Épilepsie. Les rois d’Angleterre ne guérissaient pas seulement les écrouelles ; ils bénissaient encore des anneaux qui préservaient de la crampe et du mal caduc. Cette cérémonie se faisait le vendredi saint. Le roi, pour communiquer aux anneaux leur vertu salutaire, les frottait entre ses mains. Ces anneaux, qui étaient d’or ou d’argent, étaient envoyés dans toute l’Europe comme des préservatifs infaillibles ; il en est fait mention dans différents monuments anciens[1]. Il y a d’autres moyens naïfs de traiter l’épilepsie, qui n’obligent pas à passer la mer. On croyait en guérir chez nos aïeux en attachant au bras du malade un clou tiré d’un crucifix. La même cure s’opérait en lui mettant sur la poitrine ou dans la poche les noms des trois mages, Gaspar, Balthazar, Melchior. Cette recette est indiquée dans des livres anciens :

Gaspar fert myrrham, Unis Melchior, Balthazar aurum,
Hœc tria qui secum portabit nomina regum
Solvitur a morbo, Christi a pietate, caduco.
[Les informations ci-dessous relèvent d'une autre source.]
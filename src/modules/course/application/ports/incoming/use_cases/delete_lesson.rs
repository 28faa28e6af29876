use async_trait::async_trait;
use uuid::Uuid;
use crate::course::application::ports::outgoing::CourseRepositoryError;

#[derive(Debug, Clone, PartialEq, thiserror::Error)]
pub enum DeleteLessonError {
    #[error("course not found")]
    CourseNotFound,

    #[error("lesson not found")]
    LessonNotFound,

    #[error("repository error: {0}")]
    RepositoryError(String),
}

impl From<CourseRepositoryError> for DeleteLessonError {
    fn from(err: CourseRepositoryError) -> Self {
        match err {
            CourseRepositoryError::NotFound => DeleteLessonError::CourseNotFound,
            CourseRepositoryError::LessonNotFound => DeleteLessonError::LessonNotFound,
            other => DeleteLessonError::RepositoryError(other.to_string()),
        }
    }
}

#[async_trait]
pub trait DeleteLessonUseCase: Send + Sync {
    async fn execute(&self, course_id: Uuid, lesson_id: Uuid) -> Result<(), DeleteLessonError>;
}
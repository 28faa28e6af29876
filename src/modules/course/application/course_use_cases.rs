use std::sync::Arc;

use crate::course::application::ports::incoming::use_cases::{
    AddLessonUseCase, CreateCourseUseCase, DeleteLessonUseCase, EnrollInCourseUseCase,
    GetCourseUseCase, GetCoursesUseCase, GetLessonUseCase, UpdateLessonUseCase,
};

#[derive(Clone)]
pub struct CourseUseCases {
    pub get_list: Arc<dyn GetCoursesUseCase + Send + Sync>,
    pub get_single: Arc<dyn GetCourseUseCase + Send + Sync>,
    pub create: Arc<dyn CreateCourseUseCase + Send + Sync>,
    pub add_lesson: Arc<dyn AddLessonUseCase + Send + Sync>,
    pub get_lesson: Arc<dyn GetLessonUseCase + Send + Sync>,
    pub update_lesson: Arc<dyn UpdateLessonUseCase + Send + Sync>,
    pub delete_lesson: Arc<dyn DeleteLessonUseCase + Send + Sync>,
    pub enroll: Arc<dyn EnrollInCourseUseCase + Send + Sync>,
}
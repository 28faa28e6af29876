use actix_web::{post, web, Responder};
use serde::Serialize;
use tracing::{error, warn};
use utoipa::ToSchema;
use uuid::Uuid;

use crate::api::schemas::{ErrorResponse, SuccessResponse};
use crate::auth::adapter::incoming::web::extractors::CurrentUser;
use crate::course::application::ports::incoming::use_cases::{
    EnrollInCourseError, EnrollmentOutcome,
};
use crate::shared::api::ApiResponse;
use crate::AppState;

#[derive(Debug, Serialize, ToSchema)]
pub struct EnrolledResponse {
    #[schema(example = "Successfully enrolled in course")]
    pub message: String,
    #[schema(example = "completed")]
    pub enrollment_status: String,
    pub enrollment_id: Uuid,
}

#[derive(Debug, Serialize, ToSchema)]
pub struct PaymentRequiredResponse {
    #[schema(example = "Enrollment initiated. Please complete payment.")]
    pub message: String,
    pub enrollment_id: Uuid,
    #[schema(example = true)]
    pub payment_required: bool,
    #[schema(example = 1500.0)]
    pub amount: f64,
}

/// Enroll the caller in a course
///
/// Free courses grant access immediately. Paid courses return a pending
/// enrollment and the amount due.
#[utoipa::path(
    post,
    path = "/api/courses/{course_id}/enroll",
    tag = "courses",
    security(("bearer_auth" = [])),
    params(("course_id" = Uuid, Path, description = "Course id")),
    responses(
        (status = 200, description = "Enrolled in a free course", body = inline(SuccessResponse<EnrolledResponse>)),
        (status = 200, description = "Paid course, payment required", body = inline(SuccessResponse<PaymentRequiredResponse>)),
        (status = 400, description = "Already enrolled", body = ErrorResponse),
        (status = 401, description = "Not authenticated", body = ErrorResponse),
        (status = 404, description = "Course not found", body = ErrorResponse),
    )
)]
#[post("/api/courses/{course_id}/enroll")]
pub async fn enroll_in_course_handler(
    user: CurrentUser,
    path: web::Path<Uuid>,
    data: web::Data<AppState>,
) -> impl Responder {
    let course_id = path.into_inner();

    match data.course.enroll.execute(course_id, &user).await {
        Ok(EnrollmentOutcome::Enrolled { enrollment_id }) => ApiResponse::success(EnrolledResponse {
            message: "Successfully enrolled in course".to_string(),
            enrollment_status: "completed".to_string(),
            enrollment_id,
        }),
        Ok(EnrollmentOutcome::PaymentRequired {
            enrollment_id,
            amount,
        }) => ApiResponse::success(PaymentRequiredResponse {
            message: "Enrollment initiated. Please complete payment.".to_string(),
            enrollment_id,
            payment_required: true,
            amount,
        }),
        Err(EnrollInCourseError::CourseNotFound) => {
            ApiResponse::not_found("COURSE_NOT_FOUND", "Course not found")
        }
        Err(EnrollInCourseError::AlreadyEnrolled) => {
            warn!(user_id = %user.id, course_id = %course_id, "Duplicate enrollment attempt");
            ApiResponse::bad_request("ALREADY_ENROLLED", "Already enrolled in this course")
        }
        Err(e) => {
            error!(user_id = %user.id, course_id = %course_id, "Enrollment failed: {}", e);
            ApiResponse::internal_error()
        }
    }
}
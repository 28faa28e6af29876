use async_trait::async_trait;
use uuid::Uuid;

use crate::course::application::domain::entities::{Course, CourseType, Lesson};
use crate::course::application::domain::lessons::LessonDraft;

#[derive(Debug, Clone, PartialEq)]
pub struct NewCourse {
    pub title: String,
    pub description: String,
    pub instructor_name: String,
    pub instructor_id: Option<Uuid>,
    pub course_type: CourseType,
    pub price: Option<f64>,
    pub thumbnail_url: Option<String>,
    pub category: Option<String>,
    pub tags: Vec<String>,
}

/// Full replacement of a course's editable fields. Lessons and counters are untouched.
#[derive(Debug, Clone, PartialEq)]
pub struct CourseChanges {
    pub title: String,
    pub description: String,
    pub instructor_name: String,
    pub course_type: CourseType,
    pub price: Option<f64>,
    pub thumbnail_url: Option<String>,
    pub category: Option<String>,
    pub tags: Vec<String>,
    /// `None` keeps the current status
    pub is_active: Option<bool>,
}

#[derive(Debug, Clone, PartialEq, thiserror::Error)]
pub enum CourseRepositoryError {
    #[error("Course not found")]
    NotFound,

    #[error("Lesson not found")]
    LessonNotFound,

    #[error("Cannot delete course with {0} enrollment(s)")]
    HasEnrollments(u64),

    #[error("Database error: {0}")]
    DatabaseError(String),

    #[error("Serialization error: {0}")]
    SerializationError(String),
}

#[async_trait]
pub trait CourseRepository: Send + Sync {
    async fn create_course(&self, data: NewCourse) -> Result<Course, CourseRepositoryError>;

    async fn update_course(
        &self,
        course_id: Uuid,
        changes: CourseChanges,
    ) -> Result<Course, CourseRepositoryError>;

    /// Fails with `HasEnrollments` while any enrollment references the course.
    async fn delete_course(&self, course_id: Uuid) -> Result<(), CourseRepositoryError>;

    /// Appends at position `lesson_count + 1`.
    async fn add_lesson(
        &self,
        course_id: Uuid,
        draft: LessonDraft,
    ) -> Result<Lesson, CourseRepositoryError>;

    async fn update_lesson(
        &self,
        course_id: Uuid,
        lesson_id: Uuid,
        draft: LessonDraft,
    ) -> Result<Lesson, CourseRepositoryError>;

    /// Removes the lesson and renumbers the remaining ones.
    async fn delete_lesson(&self, course_id: Uuid, lesson_id: Uuid)
        -> Result<(), CourseRepositoryError>;
}
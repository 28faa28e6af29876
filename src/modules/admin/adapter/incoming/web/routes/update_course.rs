use actix_web::{put, web, Responder};
use serde::Serialize;
use tracing::error;
use utoipa::ToSchema;
use uuid::Uuid;

use super::dto::AdminCourseUpdateDto;
use crate::admin::application::ports::incoming::use_cases::UpdateCourseError;
use crate::api::schemas::{ErrorResponse, SuccessResponse};
use crate::course::adapter::incoming::web::routes::dto::CourseResponse;
use crate::course::application::ports::incoming::use_cases::CourseCommand;
use crate::shared::api::ApiResponse;
use crate::AppState;

#[derive(Debug, Serialize, ToSchema)]
pub struct CourseUpdatedResponse {
    #[schema(example = "Course updated successfully")]
    pub message: String,
    pub course: CourseResponse,
}

/// Replace a course's editable fields
#[utoipa::path(
    put,
    path = "/api/admin/courses/{course_id}",
    tag = "admin",
    security(("bearer_auth" = [])),
    params(("course_id" = Uuid, Path, description = "Course id")),
    request_body = AdminCourseUpdateDto,
    responses(
        (status = 200, description = "Course updated", body = inline(SuccessResponse<CourseUpdatedResponse>)),
        (status = 400, description = "Validation error", body = ErrorResponse),
        (status = 403, description = "Admin access required", body = ErrorResponse),
        (status = 404, description = "Course not found", body = ErrorResponse),
    )
)]
#[put("/courses/{course_id}")]
pub async fn update_course_handler(
    path: web::Path<Uuid>,
    req: web::Json<AdminCourseUpdateDto>,
    data: web::Data<AppState>,
) -> impl Responder {
    let course_id = path.into_inner();
    let AdminCourseUpdateDto { course, is_active } = req.into_inner();

    let command = match CourseCommand::new(course.into()) {
        Ok(command) => command,
        Err(e) => return ApiResponse::bad_request("VALIDATION_ERROR", &e.to_string()),
    };

    match data
        .admin
        .update_course
        .execute(course_id, command, is_active)
        .await
    {
        Ok(course) => ApiResponse::success(CourseUpdatedResponse {
            message: "Course updated successfully".to_string(),
            course: CourseResponse::from(course),
        }),
        Err(UpdateCourseError::NotFound) => {
            ApiResponse::not_found("COURSE_NOT_FOUND", "Course not found")
        }
        Err(UpdateCourseError::RepositoryError(e)) => {
            error!(course_id = %course_id, "Failed to update course: {}", e);
            ApiResponse::internal_error()
        }
    }
}
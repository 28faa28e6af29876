pub mod auth;

pub use auth::{require_admin, AdminUser, CurrentUser, StaffUser};
pub mod outgoing;
use actix_web::{get, web, Responder};
use serde::Serialize;
use tracing::error;
use utoipa::ToSchema;

use super::dto::AdminCourseResponse;
use crate::api::schemas::{ErrorResponse, SuccessResponse};
use crate::shared::api::ApiResponse;
use crate::AppState;

#[derive(Debug, Serialize, ToSchema)]
pub struct AdminCourseListResponse {
    pub courses: Vec<AdminCourseResponse>,
}

/// Every course, active or not, with enrollment figures
#[utoipa::path(
    get,
    path = "/api/admin/courses",
    tag = "admin",
    security(("bearer_auth" = [])),
    responses(
        (status = 200, description = "All courses", body = inline(SuccessResponse<AdminCourseListResponse>)),
        (status = 403, description = "Admin access required", body = ErrorResponse),
    )
)]
#[get("/courses")]
pub async fn get_admin_courses_handler(data: web::Data<AppState>) -> impl Responder {
    match data.admin.list_courses.execute().await {
        Ok(summaries) => ApiResponse::success(AdminCourseListResponse {
            courses: summaries.into_iter().map(AdminCourseResponse::from).collect(),
        }),
        Err(e) => {
            error!("Failed to list courses for admin: {}", e);
            ApiResponse::internal_error()
        }
    }
}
Mais il y a encore bien d’autres remèdes. Le Journal du Cateau publiait dernièrement, sous le titre d’une tradition suédoise, les faits que voici : « Dans ce pays de Suède que j’habite depuis peu, la peine de mort consiste en la décollation par le moyen d’une hache, et à cet effet la tête du patient est posée sur un billot devant lequel on creuse une fosse où la tête tombe après avoir été coupée, et où l’on jette aussi le corps du supplicié ; après quoi on la remplit de manière qu’il n’en reste aucune trace à la surface du sol. Or, il existe parmi le peuple suédois une croyance déplorable ; à savoir, que le sang d’une personne décapitée, pris comme médicament interne, guérit radicalement l’épilepsie ; et ce qui est encore plus déplorable, c’est que l’autorité, d’après un usage immémorial, permette ou tolère que les spectateurs des exécutions recueillent ce sang. Dans une exécution qui a eu lieu ces jours-ci, après que la tête du criminel eut été séparée du corps, une paysanne d’un âge mûr, atteinte du haut mal, se précipita vers le lieu du supplice avec un morceau de pain à la main, pour le tremper dans le sang qui jaillissait du cadavre ; mais au moment où elle allait consommer cet acte, elle fut frappée d’une attaque de sa cruelle maladie, et elle tomba roide morte dans la fosse où venait de rouler la tête ensanglantée. Cet effet a produit sur l’opinion égarée un grand mouvement. La foule semblait frappée de terreur. Alors l’autorité, profitant de cette épouvante, s’est empressée de faire comprendre au public, par des affiches qui défendent à l’avenir un pareil usage, combien Dieu le réprouvait, puisqu’il le punissait de mort subite et faisait tomber les deux cadavres dans la même fosse. »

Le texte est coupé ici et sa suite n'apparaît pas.